Moi qui ai vécu tant de vies : George Sand en ses métamorphoses
« Moi qui ai vécu tant de vies »
George Sand en ses métamorphoses
« Est-ce qu'on est jamais quelqu'un ? », se demande la dame de Nohant en 1868.
Refusant d'avoir une « personnalité » réduite à la portion congrue, George Sand a toujours loin fait, tant par sa création littéraire que par ses manières de vivre, pour multiplier ses existences.

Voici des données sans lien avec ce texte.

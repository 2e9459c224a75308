//! Outbound HTTP access to channel origins
//!
//! Every upstream request the proxy makes (liveness probes, manifest fetches,
//! segment fetches and preloads) goes through an [`OriginFetcher`]. The
//! reqwest-backed implementation applies a per-request deadline and an
//! optional global concurrency ceiling shared by foreground and preload work.
//!
//! Key behaviors:
//!   - The deadline covers waiting for a concurrency permit, connecting,
//!     receiving headers and reading the body.
//!   - Non-success statuses are returned, not raised, so segment serving can
//!     propagate them verbatim.
//!   - Network errors and expired deadlines both surface as
//!     `AppError::OriginUnavailable`; nothing here retries.

use std::sync::Arc;
use std::time::Duration;

use async_trait::async_trait;
use axum::http::StatusCode;
use bytes::{Bytes, BytesMut};
use futures::stream::BoxStream;
use futures::{StreamExt, TryStreamExt};
use reqwest::{Client, header};
use tokio::sync::Semaphore;
use tokio::time::Instant;
use tracing::{debug, warn};

use crate::config::ProxyConfig;
use crate::errors::{AppError, AppResult};
use crate::utils::url::UrlUtils;

/// Body of an origin response, yielded chunk by chunk
pub type ByteStream = BoxStream<'static, AppResult<Bytes>>;

/// A single outbound GET
#[derive(Debug, Clone)]
pub struct OriginRequest {
    pub url: String,
    /// Raw `Range` header value to forward upstream
    pub range: Option<String>,
    pub timeout: Duration,
}

impl OriginRequest {
    pub fn new<S: Into<String>>(url: S, timeout: Duration) -> Self {
        Self {
            url: url.into(),
            range: None,
            timeout,
        }
    }

    pub fn with_range<S: Into<String>>(mut self, range: Option<S>) -> Self {
        self.range = range.map(Into::into).filter(|r: &String| !r.trim().is_empty());
        self
    }
}

/// Upstream response with a streaming body
pub struct OriginResponse {
    pub status: StatusCode,
    pub content_length: Option<u64>,
    pub content_range: Option<String>,
    pub body: ByteStream,
}

impl std::fmt::Debug for OriginResponse {
    fn fmt(&self, f: &mut std::fmt::Formatter<'_>) -> std::fmt::Result {
        f.debug_struct("OriginResponse")
            .field("status", &self.status)
            .field("content_length", &self.content_length)
            .field("content_range", &self.content_range)
            .finish_non_exhaustive()
    }
}

impl OriginResponse {
    /// Response with a body that is already fully in memory
    pub fn from_bytes(status: StatusCode, body: Bytes) -> Self {
        let len = body.len() as u64;
        Self {
            status,
            content_length: Some(len),
            content_range: None,
            body: futures::stream::once(async move { Ok(body) }).boxed(),
        }
    }

    pub fn is_success(&self) -> bool {
        self.status.is_success()
    }

    /// Collect the whole body, giving up as soon as it exceeds `max` bytes.
    pub async fn into_bytes_limited(self, max: usize) -> AppResult<Bytes> {
        if let Some(len) = self.content_length
            && len > max as u64
        {
            return Err(AppError::PayloadTooLarge {
                size: len as usize,
                max,
            });
        }

        let mut body = self.body;
        let mut buffer = BytesMut::new();
        while let Some(chunk) = body.try_next().await? {
            if buffer.len() + chunk.len() > max {
                return Err(AppError::PayloadTooLarge {
                    size: buffer.len() + chunk.len(),
                    max,
                });
            }
            buffer.extend_from_slice(&chunk);
        }
        Ok(buffer.freeze())
    }

    /// Read at most `limit` leading bytes and drop the rest of the body.
    pub async fn read_prefix(self, limit: usize) -> AppResult<Bytes> {
        let mut body = self.body;
        let mut buffer = BytesMut::with_capacity(limit);
        while buffer.len() < limit {
            match body.try_next().await? {
                Some(chunk) => buffer.extend_from_slice(&chunk),
                None => break,
            }
        }
        buffer.truncate(limit);
        Ok(buffer.freeze())
    }

    /// Collect the body as UTF-8 text
    pub async fn into_text(self, url: &str, max: usize) -> AppResult<String> {
        let bytes = self.into_bytes_limited(max).await.map_err(|e| match e {
            AppError::PayloadTooLarge { size, .. } => AppError::origin_unavailable(
                UrlUtils::obfuscate_credentials(url),
                format!("body too large ({size} bytes)"),
            ),
            other => other,
        })?;
        String::from_utf8(bytes.to_vec()).map_err(|e| {
            AppError::origin_unavailable(
                UrlUtils::obfuscate_credentials(url),
                format!("body is not valid UTF-8: {e}"),
            )
        })
    }
}

/// The sole point of contact with upstream servers
#[async_trait]
pub trait OriginFetcher: Send + Sync {
    /// Issue a GET. Non-success statuses are returned as responses; only
    /// network failures and expired deadlines are errors.
    async fn fetch(&self, request: OriginRequest) -> AppResult<OriginResponse>;
}

/// reqwest-backed fetcher with per-request deadlines and a global ceiling
pub struct HttpOriginFetcher {
    client: Client,
    limiter: Option<Arc<Semaphore>>,
}

impl HttpOriginFetcher {
    pub fn new(config: &ProxyConfig) -> AppResult<Self> {
        let client = Client::builder()
            .user_agent(config.user_agent.clone())
            .tcp_keepalive(Some(Duration::from_secs(30)))
            .pool_max_idle_per_host(8)
            .build()
            .map_err(|e| AppError::internal(format!("Failed to build HTTP client: {e}")))?;

        Ok(Self {
            client,
            limiter: config
                .origin_concurrency_limit()
                .map(|limit| Arc::new(Semaphore::new(limit))),
        })
    }

    /// Permits currently free under the global ceiling, `None` when unlimited
    pub fn available_permits(&self) -> Option<usize> {
        self.limiter.as_ref().map(|s| s.available_permits())
    }
}

#[async_trait]
impl OriginFetcher for HttpOriginFetcher {
    async fn fetch(&self, request: OriginRequest) -> AppResult<OriginResponse> {
        let safe_url = UrlUtils::obfuscate_credentials(&request.url);
        let deadline = Instant::now() + request.timeout;

        let permit = match &self.limiter {
            Some(limiter) => {
                let acquire = limiter.clone().acquire_owned();
                match tokio::time::timeout_at(deadline, acquire).await {
                    Ok(Ok(permit)) => Some(permit),
                    Ok(Err(_)) => {
                        return Err(AppError::internal("origin concurrency limiter closed"));
                    }
                    Err(_) => {
                        warn!("Timed out waiting for an origin slot: {}", safe_url);
                        return Err(AppError::origin_unavailable(
                            safe_url,
                            "timed out waiting for an origin request slot",
                        ));
                    }
                }
            }
            None => None,
        };

        let remaining = deadline.saturating_duration_since(Instant::now());
        let mut builder = self.client.get(&request.url).timeout(remaining);
        if let Some(range) = &request.range {
            builder = builder.header(header::RANGE, range);
        }

        let response = builder.send().await.map_err(|e| {
            let reason = describe_reqwest_error(&e);
            debug!("Origin request failed for {}: {}", safe_url, reason);
            AppError::origin_unavailable(safe_url.clone(), reason)
        })?;

        let status =
            StatusCode::from_u16(response.status().as_u16()).unwrap_or(StatusCode::BAD_GATEWAY);
        let content_length = response.content_length();
        let content_range = response
            .headers()
            .get(header::CONTENT_RANGE)
            .and_then(|v| v.to_str().ok())
            .map(str::to_string);

        let body_url = safe_url.clone();
        let body = response
            .bytes_stream()
            .map(move |chunk| {
                // The permit lives as long as the body is being read
                let _held = &permit;
                chunk.map_err(|e| {
                    AppError::origin_unavailable(body_url.clone(), describe_reqwest_error(&e))
                })
            })
            .boxed();

        debug!(
            "Origin responded {} for {} (content-length: {:?})",
            status, safe_url, content_length
        );

        Ok(OriginResponse {
            status,
            content_length,
            content_range,
            body,
        })
    }
}

fn describe_reqwest_error(error: &reqwest::Error) -> String {
    let kind = if error.is_timeout() {
        "timed out"
    } else if error.is_connect() {
        "connection failed"
    } else if error.is_body() || error.is_decode() {
        "body read failed"
    } else {
        "request failed"
    };
    UrlUtils::obfuscate_credentials(&format!("{kind}: {error}"))
}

C'est au confluent improbable d'une série de contradictions qu'elle aime à se définir : aristocrate par son père, mais peuple par sa mère ; femme parce qu'aimant à « faire un roman de la vie », mais homme par le sérieux de ses engagements ; plus que libérale en politique, mais fidèle aux traditions ; « géorgique », mais « l'esprit dans les étoiles »...
C'est à suivre quelques-unes de ses métempsychoses que ce livre est consacré. On verra d'abord « comment Aurore devint George ». Passé le « moment Lélia », nous irons à Venise, où l'amour romantique a la fièvre, mais invente un « opéra par lettres ».
Le tournant « de l'art vers la politique » sera lui aussi au programme, la « femme auteur » sur la sellette, la dixième muse ne sera pas oubliée.
Après un parallèle en forme avec Balzac, « fétiche littéraire » complice, nous verrons enfin comment cette chercheuse de vies a fait oeuvre aussi par ses manières d'exister.